* [Work request]: Copy each line of the entries below that contains the string "http".

* [Input]:

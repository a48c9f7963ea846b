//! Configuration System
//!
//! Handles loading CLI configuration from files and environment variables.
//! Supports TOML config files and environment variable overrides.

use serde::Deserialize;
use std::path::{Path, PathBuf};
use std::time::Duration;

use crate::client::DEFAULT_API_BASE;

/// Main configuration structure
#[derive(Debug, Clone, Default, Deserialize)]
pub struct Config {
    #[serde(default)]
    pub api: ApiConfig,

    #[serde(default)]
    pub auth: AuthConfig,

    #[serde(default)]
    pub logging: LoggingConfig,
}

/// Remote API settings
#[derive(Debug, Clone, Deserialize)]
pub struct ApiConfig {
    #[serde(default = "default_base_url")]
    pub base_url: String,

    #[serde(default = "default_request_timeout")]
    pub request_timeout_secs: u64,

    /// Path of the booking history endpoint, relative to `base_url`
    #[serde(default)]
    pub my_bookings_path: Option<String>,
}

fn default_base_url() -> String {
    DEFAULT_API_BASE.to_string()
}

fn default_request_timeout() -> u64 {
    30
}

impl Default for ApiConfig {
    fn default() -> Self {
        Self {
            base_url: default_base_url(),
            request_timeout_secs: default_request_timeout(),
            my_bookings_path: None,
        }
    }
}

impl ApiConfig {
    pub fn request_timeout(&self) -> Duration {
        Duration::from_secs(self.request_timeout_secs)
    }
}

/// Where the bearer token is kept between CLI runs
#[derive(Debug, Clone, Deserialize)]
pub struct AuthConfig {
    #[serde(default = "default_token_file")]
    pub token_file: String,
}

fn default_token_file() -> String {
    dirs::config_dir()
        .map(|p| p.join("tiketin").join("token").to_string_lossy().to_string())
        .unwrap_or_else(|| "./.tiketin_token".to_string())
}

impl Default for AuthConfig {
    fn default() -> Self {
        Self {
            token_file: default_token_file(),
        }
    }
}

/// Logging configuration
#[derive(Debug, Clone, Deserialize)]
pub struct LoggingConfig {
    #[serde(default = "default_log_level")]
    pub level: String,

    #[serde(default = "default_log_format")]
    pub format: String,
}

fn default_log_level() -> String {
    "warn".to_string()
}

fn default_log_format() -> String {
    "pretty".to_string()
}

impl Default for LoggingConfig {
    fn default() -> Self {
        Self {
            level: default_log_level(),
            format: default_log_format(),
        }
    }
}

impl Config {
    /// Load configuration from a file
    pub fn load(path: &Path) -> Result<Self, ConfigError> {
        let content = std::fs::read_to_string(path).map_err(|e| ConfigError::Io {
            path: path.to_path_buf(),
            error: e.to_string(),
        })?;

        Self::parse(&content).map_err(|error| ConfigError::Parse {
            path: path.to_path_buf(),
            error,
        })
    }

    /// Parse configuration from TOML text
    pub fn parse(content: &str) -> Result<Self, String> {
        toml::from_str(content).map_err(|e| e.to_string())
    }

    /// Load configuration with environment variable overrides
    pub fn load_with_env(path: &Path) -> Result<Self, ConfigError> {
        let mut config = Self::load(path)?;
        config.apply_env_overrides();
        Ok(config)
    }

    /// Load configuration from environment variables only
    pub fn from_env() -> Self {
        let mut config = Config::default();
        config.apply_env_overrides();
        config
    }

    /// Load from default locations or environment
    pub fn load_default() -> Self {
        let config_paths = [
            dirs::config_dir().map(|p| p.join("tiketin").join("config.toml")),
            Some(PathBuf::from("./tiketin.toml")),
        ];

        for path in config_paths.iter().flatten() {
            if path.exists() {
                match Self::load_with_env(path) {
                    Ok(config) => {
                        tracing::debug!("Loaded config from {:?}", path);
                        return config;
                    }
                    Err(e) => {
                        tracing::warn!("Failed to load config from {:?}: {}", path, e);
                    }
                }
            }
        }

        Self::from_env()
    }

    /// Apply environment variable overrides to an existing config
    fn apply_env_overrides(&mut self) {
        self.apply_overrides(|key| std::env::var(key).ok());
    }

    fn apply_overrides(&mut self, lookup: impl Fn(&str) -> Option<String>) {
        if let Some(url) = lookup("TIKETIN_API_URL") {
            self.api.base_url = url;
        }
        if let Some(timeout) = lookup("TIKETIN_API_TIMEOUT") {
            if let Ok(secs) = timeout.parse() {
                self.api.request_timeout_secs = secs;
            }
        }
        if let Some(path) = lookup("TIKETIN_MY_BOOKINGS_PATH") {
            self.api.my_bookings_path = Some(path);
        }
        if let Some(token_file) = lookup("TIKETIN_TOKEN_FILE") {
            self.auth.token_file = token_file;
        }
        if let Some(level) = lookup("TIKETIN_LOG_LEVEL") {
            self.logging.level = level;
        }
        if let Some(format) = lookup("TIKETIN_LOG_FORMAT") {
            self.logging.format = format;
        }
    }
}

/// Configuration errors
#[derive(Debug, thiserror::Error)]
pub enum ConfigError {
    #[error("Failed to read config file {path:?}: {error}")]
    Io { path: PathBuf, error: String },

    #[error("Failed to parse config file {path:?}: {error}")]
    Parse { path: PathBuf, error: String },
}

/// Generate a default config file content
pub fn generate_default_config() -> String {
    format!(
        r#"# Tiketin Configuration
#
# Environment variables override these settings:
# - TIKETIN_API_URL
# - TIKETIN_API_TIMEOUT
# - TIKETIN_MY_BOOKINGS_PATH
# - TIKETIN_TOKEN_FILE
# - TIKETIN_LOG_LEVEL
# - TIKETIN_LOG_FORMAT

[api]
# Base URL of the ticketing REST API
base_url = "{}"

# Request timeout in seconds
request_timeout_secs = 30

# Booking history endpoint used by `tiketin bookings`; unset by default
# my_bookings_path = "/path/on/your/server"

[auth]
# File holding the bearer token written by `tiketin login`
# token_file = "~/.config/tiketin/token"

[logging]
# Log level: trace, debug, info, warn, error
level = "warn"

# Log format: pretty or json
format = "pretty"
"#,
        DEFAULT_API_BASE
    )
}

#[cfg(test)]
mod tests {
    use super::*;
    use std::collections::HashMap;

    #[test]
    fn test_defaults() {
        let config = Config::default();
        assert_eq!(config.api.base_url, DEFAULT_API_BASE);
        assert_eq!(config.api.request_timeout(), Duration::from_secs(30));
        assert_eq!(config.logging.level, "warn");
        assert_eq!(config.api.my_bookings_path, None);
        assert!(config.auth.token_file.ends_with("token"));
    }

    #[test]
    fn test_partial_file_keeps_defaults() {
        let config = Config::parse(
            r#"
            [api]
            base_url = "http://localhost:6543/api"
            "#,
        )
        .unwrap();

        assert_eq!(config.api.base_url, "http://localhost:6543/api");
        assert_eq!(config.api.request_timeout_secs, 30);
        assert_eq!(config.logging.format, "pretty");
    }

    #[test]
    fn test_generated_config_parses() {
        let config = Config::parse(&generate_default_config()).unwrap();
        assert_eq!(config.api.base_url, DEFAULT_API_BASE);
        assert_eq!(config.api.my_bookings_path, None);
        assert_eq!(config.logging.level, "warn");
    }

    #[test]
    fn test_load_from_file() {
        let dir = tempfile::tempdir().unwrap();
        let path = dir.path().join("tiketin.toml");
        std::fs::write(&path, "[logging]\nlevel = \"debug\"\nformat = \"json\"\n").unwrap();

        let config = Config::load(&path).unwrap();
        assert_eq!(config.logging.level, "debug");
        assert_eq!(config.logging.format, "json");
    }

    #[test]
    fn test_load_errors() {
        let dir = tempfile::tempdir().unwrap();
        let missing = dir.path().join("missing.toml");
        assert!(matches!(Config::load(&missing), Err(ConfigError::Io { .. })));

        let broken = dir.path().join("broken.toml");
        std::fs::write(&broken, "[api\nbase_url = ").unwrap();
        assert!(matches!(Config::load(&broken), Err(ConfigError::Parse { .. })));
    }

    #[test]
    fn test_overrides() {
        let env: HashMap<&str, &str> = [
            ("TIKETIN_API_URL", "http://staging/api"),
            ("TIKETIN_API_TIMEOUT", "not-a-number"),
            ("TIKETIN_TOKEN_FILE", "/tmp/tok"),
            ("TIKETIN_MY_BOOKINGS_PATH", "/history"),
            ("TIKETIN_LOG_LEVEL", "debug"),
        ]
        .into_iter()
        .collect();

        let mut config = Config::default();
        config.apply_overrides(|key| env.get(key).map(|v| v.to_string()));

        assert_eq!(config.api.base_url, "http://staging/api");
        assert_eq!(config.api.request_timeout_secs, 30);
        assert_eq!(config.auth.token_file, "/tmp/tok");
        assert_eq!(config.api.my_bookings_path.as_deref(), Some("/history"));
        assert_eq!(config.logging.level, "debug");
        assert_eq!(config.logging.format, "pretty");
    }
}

---

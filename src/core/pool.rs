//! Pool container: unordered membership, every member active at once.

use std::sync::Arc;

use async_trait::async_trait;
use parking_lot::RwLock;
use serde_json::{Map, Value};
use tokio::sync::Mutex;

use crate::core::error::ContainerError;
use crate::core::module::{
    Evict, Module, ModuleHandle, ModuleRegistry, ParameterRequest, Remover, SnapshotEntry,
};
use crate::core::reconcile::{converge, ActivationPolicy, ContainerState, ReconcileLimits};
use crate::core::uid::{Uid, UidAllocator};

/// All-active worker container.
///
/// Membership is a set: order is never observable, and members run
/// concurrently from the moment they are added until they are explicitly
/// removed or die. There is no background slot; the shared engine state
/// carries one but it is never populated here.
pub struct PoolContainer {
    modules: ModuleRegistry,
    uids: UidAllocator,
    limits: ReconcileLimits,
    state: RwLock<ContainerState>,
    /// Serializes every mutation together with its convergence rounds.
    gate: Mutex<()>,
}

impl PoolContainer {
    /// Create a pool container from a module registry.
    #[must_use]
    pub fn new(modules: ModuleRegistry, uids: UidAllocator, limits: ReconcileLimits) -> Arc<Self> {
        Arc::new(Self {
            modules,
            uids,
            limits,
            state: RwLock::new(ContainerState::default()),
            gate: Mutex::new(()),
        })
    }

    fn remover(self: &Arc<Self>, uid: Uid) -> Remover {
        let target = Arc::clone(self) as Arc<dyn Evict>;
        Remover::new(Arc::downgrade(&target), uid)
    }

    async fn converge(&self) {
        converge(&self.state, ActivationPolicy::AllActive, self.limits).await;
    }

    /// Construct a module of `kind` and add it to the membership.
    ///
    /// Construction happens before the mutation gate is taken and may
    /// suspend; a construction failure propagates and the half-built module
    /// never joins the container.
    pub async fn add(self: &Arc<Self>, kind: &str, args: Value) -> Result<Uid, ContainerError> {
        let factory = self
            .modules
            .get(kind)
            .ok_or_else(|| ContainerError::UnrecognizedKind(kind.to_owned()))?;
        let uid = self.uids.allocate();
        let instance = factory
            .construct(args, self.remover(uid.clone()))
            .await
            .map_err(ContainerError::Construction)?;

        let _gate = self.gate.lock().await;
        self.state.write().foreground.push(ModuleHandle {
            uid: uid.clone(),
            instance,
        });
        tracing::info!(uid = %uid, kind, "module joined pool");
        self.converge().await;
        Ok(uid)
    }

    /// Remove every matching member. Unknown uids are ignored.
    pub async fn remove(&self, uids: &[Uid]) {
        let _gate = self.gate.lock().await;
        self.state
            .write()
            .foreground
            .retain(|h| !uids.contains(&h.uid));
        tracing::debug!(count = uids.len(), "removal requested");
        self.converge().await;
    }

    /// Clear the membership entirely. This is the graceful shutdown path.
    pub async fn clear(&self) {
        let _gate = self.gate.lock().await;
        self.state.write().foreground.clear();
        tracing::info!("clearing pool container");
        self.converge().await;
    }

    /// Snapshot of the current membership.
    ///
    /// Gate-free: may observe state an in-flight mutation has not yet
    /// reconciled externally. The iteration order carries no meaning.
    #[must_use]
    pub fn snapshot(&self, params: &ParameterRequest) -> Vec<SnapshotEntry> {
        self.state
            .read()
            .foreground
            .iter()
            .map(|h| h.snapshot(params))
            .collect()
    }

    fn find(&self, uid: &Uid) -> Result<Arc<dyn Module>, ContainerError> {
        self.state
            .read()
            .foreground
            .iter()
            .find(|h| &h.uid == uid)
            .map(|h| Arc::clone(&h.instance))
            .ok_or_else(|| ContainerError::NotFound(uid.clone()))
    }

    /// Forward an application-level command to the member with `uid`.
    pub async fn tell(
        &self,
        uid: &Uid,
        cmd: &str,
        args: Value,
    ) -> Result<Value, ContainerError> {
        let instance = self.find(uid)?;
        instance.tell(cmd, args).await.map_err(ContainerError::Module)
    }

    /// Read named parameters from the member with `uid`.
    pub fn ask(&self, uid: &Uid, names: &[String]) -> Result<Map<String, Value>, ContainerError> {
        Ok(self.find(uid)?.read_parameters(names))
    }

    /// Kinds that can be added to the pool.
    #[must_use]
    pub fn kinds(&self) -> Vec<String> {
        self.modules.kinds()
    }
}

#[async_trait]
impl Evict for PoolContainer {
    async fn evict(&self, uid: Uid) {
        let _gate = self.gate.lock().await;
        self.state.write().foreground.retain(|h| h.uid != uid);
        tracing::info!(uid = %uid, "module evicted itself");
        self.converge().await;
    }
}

---

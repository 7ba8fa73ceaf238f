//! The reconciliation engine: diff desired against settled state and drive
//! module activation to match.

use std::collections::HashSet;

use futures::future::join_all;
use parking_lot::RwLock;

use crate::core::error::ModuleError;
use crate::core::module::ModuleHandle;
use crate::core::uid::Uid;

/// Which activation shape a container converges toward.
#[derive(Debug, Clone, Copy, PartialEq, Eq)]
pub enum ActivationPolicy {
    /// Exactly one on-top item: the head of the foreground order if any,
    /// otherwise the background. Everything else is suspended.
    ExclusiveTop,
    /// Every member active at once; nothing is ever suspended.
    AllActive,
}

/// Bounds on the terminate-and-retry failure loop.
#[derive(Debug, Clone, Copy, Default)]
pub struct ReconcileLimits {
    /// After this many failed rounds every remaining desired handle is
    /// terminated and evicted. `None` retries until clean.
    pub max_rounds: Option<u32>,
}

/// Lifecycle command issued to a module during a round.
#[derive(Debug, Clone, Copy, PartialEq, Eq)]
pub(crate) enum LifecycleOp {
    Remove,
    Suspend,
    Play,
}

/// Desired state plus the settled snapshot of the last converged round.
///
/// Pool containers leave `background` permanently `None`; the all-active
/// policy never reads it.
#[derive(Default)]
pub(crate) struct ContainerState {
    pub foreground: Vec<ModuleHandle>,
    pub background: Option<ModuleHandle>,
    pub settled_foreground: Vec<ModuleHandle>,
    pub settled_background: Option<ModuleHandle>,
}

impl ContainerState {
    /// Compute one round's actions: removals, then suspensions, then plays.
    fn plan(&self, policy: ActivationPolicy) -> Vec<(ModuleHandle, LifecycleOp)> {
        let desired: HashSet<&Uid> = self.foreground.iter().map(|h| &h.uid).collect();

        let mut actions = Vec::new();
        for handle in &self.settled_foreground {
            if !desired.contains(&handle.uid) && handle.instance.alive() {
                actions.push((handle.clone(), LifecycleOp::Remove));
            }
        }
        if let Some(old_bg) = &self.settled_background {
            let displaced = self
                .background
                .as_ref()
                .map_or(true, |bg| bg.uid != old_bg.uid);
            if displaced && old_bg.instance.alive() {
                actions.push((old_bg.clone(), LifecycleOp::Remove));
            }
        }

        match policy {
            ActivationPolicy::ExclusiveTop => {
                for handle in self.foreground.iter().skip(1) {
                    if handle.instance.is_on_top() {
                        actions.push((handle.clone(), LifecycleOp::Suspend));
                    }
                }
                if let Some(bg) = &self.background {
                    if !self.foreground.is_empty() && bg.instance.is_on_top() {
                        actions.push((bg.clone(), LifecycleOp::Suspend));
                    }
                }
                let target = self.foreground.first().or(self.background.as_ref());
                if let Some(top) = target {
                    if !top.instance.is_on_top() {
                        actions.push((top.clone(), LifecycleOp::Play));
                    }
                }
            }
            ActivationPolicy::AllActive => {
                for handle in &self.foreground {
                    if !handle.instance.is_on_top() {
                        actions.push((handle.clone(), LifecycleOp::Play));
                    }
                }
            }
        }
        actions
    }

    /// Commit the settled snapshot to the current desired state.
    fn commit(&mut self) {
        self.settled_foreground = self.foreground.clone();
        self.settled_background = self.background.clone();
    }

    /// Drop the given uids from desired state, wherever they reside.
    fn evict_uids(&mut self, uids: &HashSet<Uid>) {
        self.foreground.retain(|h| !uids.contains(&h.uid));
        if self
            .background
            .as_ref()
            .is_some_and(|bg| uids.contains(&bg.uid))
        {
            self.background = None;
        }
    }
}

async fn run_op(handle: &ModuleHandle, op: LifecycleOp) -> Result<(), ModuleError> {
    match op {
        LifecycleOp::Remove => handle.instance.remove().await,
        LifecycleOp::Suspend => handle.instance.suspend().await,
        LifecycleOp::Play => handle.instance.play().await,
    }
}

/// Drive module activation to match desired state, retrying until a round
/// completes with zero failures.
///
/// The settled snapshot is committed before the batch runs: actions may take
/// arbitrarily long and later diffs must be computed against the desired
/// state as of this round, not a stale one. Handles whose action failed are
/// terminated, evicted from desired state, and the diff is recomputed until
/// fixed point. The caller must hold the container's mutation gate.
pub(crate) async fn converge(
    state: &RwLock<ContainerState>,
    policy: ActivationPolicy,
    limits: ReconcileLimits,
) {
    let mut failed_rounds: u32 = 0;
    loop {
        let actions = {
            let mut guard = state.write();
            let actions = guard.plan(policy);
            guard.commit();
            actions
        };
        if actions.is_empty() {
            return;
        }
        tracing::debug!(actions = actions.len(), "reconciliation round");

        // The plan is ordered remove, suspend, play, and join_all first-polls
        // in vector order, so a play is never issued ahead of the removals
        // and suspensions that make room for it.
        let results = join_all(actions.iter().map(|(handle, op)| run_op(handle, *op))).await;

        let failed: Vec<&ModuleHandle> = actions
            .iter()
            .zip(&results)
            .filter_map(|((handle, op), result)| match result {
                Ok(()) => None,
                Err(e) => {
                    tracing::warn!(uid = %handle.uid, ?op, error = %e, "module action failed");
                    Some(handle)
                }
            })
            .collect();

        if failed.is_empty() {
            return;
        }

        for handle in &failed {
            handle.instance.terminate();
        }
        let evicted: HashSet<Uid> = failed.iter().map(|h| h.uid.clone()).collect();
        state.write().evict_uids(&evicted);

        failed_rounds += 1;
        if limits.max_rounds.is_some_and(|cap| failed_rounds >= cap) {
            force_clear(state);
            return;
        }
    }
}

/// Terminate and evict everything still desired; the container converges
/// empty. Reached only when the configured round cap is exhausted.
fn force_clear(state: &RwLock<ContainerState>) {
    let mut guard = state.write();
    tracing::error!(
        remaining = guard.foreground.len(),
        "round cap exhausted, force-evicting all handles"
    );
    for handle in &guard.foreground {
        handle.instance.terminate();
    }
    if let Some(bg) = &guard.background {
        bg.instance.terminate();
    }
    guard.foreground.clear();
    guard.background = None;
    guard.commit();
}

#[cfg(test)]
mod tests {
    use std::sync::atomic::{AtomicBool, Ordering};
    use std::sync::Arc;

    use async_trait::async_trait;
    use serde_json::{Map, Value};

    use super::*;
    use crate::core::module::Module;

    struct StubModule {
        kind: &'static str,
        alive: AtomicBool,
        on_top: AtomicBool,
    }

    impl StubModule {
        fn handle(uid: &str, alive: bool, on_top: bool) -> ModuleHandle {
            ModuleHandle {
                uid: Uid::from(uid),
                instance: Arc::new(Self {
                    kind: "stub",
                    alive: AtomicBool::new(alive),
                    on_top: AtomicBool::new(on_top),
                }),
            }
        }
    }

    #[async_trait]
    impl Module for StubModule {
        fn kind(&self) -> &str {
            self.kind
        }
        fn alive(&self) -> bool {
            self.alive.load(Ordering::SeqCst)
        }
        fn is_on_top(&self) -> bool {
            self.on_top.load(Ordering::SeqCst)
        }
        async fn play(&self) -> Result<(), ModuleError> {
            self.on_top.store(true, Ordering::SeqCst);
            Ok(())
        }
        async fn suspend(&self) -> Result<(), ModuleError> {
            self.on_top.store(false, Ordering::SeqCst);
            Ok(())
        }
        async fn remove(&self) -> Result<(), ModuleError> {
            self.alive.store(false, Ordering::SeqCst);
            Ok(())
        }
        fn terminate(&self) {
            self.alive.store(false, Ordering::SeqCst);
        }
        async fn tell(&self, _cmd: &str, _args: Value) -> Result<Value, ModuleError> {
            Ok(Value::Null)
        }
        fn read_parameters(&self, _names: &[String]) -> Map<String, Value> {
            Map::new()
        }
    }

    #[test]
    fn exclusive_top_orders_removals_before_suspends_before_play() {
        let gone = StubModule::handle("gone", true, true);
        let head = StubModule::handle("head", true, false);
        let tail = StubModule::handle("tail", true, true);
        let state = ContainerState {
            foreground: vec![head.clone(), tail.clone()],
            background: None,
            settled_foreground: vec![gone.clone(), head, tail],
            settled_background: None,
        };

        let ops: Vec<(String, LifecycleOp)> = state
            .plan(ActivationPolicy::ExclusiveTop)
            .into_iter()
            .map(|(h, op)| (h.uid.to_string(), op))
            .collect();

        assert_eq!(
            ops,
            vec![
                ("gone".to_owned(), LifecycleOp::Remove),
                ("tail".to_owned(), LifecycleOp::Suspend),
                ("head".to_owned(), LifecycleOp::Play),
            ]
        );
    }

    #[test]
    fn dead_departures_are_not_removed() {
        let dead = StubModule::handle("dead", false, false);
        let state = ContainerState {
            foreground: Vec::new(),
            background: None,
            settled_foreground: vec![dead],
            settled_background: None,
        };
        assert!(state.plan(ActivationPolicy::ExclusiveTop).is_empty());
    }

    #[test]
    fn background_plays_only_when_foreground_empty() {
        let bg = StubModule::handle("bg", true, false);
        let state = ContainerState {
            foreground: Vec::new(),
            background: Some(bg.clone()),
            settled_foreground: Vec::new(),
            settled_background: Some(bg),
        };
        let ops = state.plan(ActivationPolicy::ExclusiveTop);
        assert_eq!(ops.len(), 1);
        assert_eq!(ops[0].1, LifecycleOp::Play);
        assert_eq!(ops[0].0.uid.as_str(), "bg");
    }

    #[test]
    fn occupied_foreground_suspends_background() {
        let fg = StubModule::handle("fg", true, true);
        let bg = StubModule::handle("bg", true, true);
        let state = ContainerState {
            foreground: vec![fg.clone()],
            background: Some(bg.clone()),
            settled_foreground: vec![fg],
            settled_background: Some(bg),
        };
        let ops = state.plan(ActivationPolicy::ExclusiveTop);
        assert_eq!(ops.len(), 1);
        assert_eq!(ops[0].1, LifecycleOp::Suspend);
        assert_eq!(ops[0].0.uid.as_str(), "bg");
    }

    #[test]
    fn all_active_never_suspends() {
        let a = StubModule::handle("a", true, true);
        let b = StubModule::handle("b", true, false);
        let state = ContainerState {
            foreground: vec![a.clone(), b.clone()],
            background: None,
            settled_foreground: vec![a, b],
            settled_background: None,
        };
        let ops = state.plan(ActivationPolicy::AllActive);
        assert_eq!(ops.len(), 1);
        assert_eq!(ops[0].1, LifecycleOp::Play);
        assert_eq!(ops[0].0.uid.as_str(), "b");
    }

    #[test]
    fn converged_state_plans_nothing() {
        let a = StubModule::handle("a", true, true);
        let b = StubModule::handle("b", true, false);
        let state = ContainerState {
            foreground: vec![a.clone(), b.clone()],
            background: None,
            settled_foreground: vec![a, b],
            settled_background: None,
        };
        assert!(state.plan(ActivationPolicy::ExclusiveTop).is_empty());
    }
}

* [Final answer]:
            base_url = "http://localhost:6543/api"
        assert_eq!(config.api.base_url, "http://localhost:6543/api");
            ("TIKETIN_API_URL", "http://staging/api"),
        assert_eq!(config.api.base_url, "http://staging/api");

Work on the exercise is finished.